Below are two examples of intelligence indicators or warnings of potential terrorism threats with details on why they are important indicators for the development of strategies to preventing violence. Furthermore, some limits and challenges to the strategies to counter are presented.
In 2007, Perl lists ideas on counter-terrorism for the U.S. Congress presenting his synthesis of Sam Reid’s research. One idea “Mitigating extremists indoctrination of the young”, and another denying weapons of mass destruction to terrorists and rogue states including materials access, and improving the U.S. intelligence system to detect and respond to possible WMD attacks (Perl, 2007). On the surface both ideas appear useful approaches, but nothing concrete is offered to illustrate how the strategy can produce tangible results. Perl observes mitigating extremism in educational systems and cites problems in Muslim schools that are funded by oil tycoons and charities- he criticizes the international community for neglecting this threat of terrorism suggesting that the early seed planting of hate can erupt later in life, yet the assertion lacks accompanying evidences of any credible research which might reinforce his views. One possible historical experience he could draw upon includes Hitlar’s youth programs and any related conditioning research which may be relevant. There are no present international laws restricting types of education. However, is a case was tried tying education activities to hate, it is possible an existing international law judgement could apply (Prosecutor v. Nahimana, Barayagwiza, and Ngeze (Media Case), Case no. ICTR-99-52-T (Int'l Crim. Trib. for Rwanda Trial Chamber I Dec. 3, 2003) regarding genocide prevention.
The U.N. has celebrated a decade of youth which resulted in many positive education programs, but even in the U.S. research is showing a significant concern about the quality of education systems.

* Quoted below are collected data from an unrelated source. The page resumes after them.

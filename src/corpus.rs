//! Teacher document corpus.
//!
//! Reads the fixed set of classroom documents from the configured docs
//! directory:
//!
//! | File | Documents |
//! |------|-----------|
//! | `procedures.txt` | one document, id `eng-procedures.txt` |
//! | `syllabus.txt` | one document, id `eng-syllabus.txt` |
//! | `faq.csv` | one document per row, id `eng-faq-<row>`, text `Q: ...\nA: ...` |
//!
//! Missing files are skipped. Only the two text files feed answer context;
//! FAQ rows are listed by `aita corpus`. The procedures file doubles as the
//! substitute teacher's day plan.

use anyhow::{Context, Result};
use std::io::ErrorKind;
use std::path::{Path, PathBuf};

use crate::config::Config;
use crate::models::CorpusDocument;
use crate::text::take_chars;

pub const PROCEDURES_FILE: &str = "procedures.txt";
pub const SYLLABUS_FILE: &str = "syllabus.txt";
pub const FAQ_FILE: &str = "faq.csv";

const DOC_ID_PREFIX: &str = "eng-";
const DAY_PLAN_CHARS: usize = 600;
pub const DAY_PLAN_MISSING: &str = "Day plan not found.";

#[derive(Debug, Clone)]
pub struct Corpus {
    docs_dir: PathBuf,
}

impl Corpus {
    pub fn new(docs_dir: impl Into<PathBuf>) -> Self {
        Self {
            docs_dir: docs_dir.into(),
        }
    }

    pub fn docs_dir(&self) -> &Path {
        &self.docs_dir
    }

    /// Raw text of a document file, `None` when it does not exist.
    pub fn read(&self, name: &str) -> Result<Option<String>> {
        let path = self.docs_dir.join(name);
        match std::fs::read_to_string(&path) {
            Ok(text) => Ok(Some(text)),
            Err(e) if e.kind() == ErrorKind::NotFound => Ok(None),
            Err(e) => {
                Err(e).with_context(|| format!("Failed to read document: {}", path.display()))
            }
        }
    }

    /// Every non-empty document, text files first, then FAQ rows in file order.
    pub fn documents(&self) -> Result<Vec<CorpusDocument>> {
        let mut docs = self.text_documents()?;
        if let Some(raw) = self.read(FAQ_FILE)? {
            docs.extend(parse_faq(&raw)?);
        }
        Ok(docs)
    }

    /// The non-empty `.txt` documents only. FAQ rows are not answer context.
    pub fn text_documents(&self) -> Result<Vec<CorpusDocument>> {
        let mut docs = Vec::new();

        for name in [PROCEDURES_FILE, SYLLABUS_FILE] {
            if let Some(text) = self.read(name)? {
                let text = text.trim();
                if !text.is_empty() {
                    docs.push(CorpusDocument {
                        id: format!("{}{}", DOC_ID_PREFIX, name),
                        text: text.to_string(),
                    });
                }
            }
        }
        Ok(docs)
    }

    /// Opening of the procedures document, for substitute teachers.
    pub fn day_plan(&self) -> String {
        match self.read(PROCEDURES_FILE) {
            Ok(Some(text)) => take_chars(&text, DAY_PLAN_CHARS).to_string(),
            Ok(None) => DAY_PLAN_MISSING.to_string(),
            Err(e) => {
                tracing::warn!(error = %e, "day plan unreadable");
                DAY_PLAN_MISSING.to_string()
            }
        }
    }
}

/// CLI entry point: list every loaded document with its size.
pub fn list_corpus(config: &Config) -> Result<()> {
    let corpus = Corpus::new(&config.paths.docs_dir);
    let docs = corpus.documents()?;

    println!("{:<24} CHARS", "DOCUMENT");
    for doc in &docs {
        println!("{:<24} {}", doc.id, doc.text.chars().count());
    }
    println!();
    println!(
        "{} document(s) from {}",
        docs.len(),
        corpus.docs_dir().display()
    );
    Ok(())
}

/// Parse FAQ rows of the form `question,answer`. A row without an answer
/// column keeps an empty answer. Row ids come from the line a record starts
/// on, so skipped blank lines still advance the index.
fn parse_faq(raw: &str) -> Result<Vec<CorpusDocument>> {
    let mut reader = csv::ReaderBuilder::new()
        .has_headers(false)
        .flexible(true)
        .from_reader(raw.as_bytes());

    let mut docs = Vec::new();
    for (n, record) in reader.records().enumerate() {
        let record = record.with_context(|| format!("Malformed {} record {}", FAQ_FILE, n))?;
        let Some(question) = record.get(0) else {
            continue;
        };
        let i = record.position().map_or(n as u64, |p| p.line() - 1);
        let answer = record.get(1).unwrap_or("");
        docs.push(CorpusDocument {
            id: format!("{}faq-{}", DOC_ID_PREFIX, i),
            text: format!("Q: {}\nA: {}", question, answer),
        });
    }
    Ok(docs)
}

There is a need to take a closer look at correlations between poverty and violence (Laurete 2010), that assumption may be baseless as we may find perpetrators of violent crime indexes do not reflect more or less criminal propensity to violence depending on economic status. However, research may confirm the likelihood to commit violence is related to empathy or ethics and that empathy and ethics can be socially influenced to be strengthened or weakened over time depending upon the environment one is situated in. However, if empathy or ethical ability is found to be more genetically influenced than it is determined by environment that could present an interesting ethical dilemma. For example, if we know the likelihood of violence action exists, does that authorize differential treatment and who would enforce that? Similarly, does a past violent offence increase the likely hood of a future violent offense and warrant differential treatments, freedoms, and employment opportunities. Behavioral conditioning and the availability of instruments of violence on the other hand are predicted to be greater determinants of the delivery of violence. Therefore, correlations of weapons to violence and specific learning methods can be shown to be greater indicators of possible conditions for attacks. Society tends to reward violence on one front, but demonizes and considers it wrong on another depending on the post occupied i.e. a cop or soldier versus thief or criminal killer/ combatant.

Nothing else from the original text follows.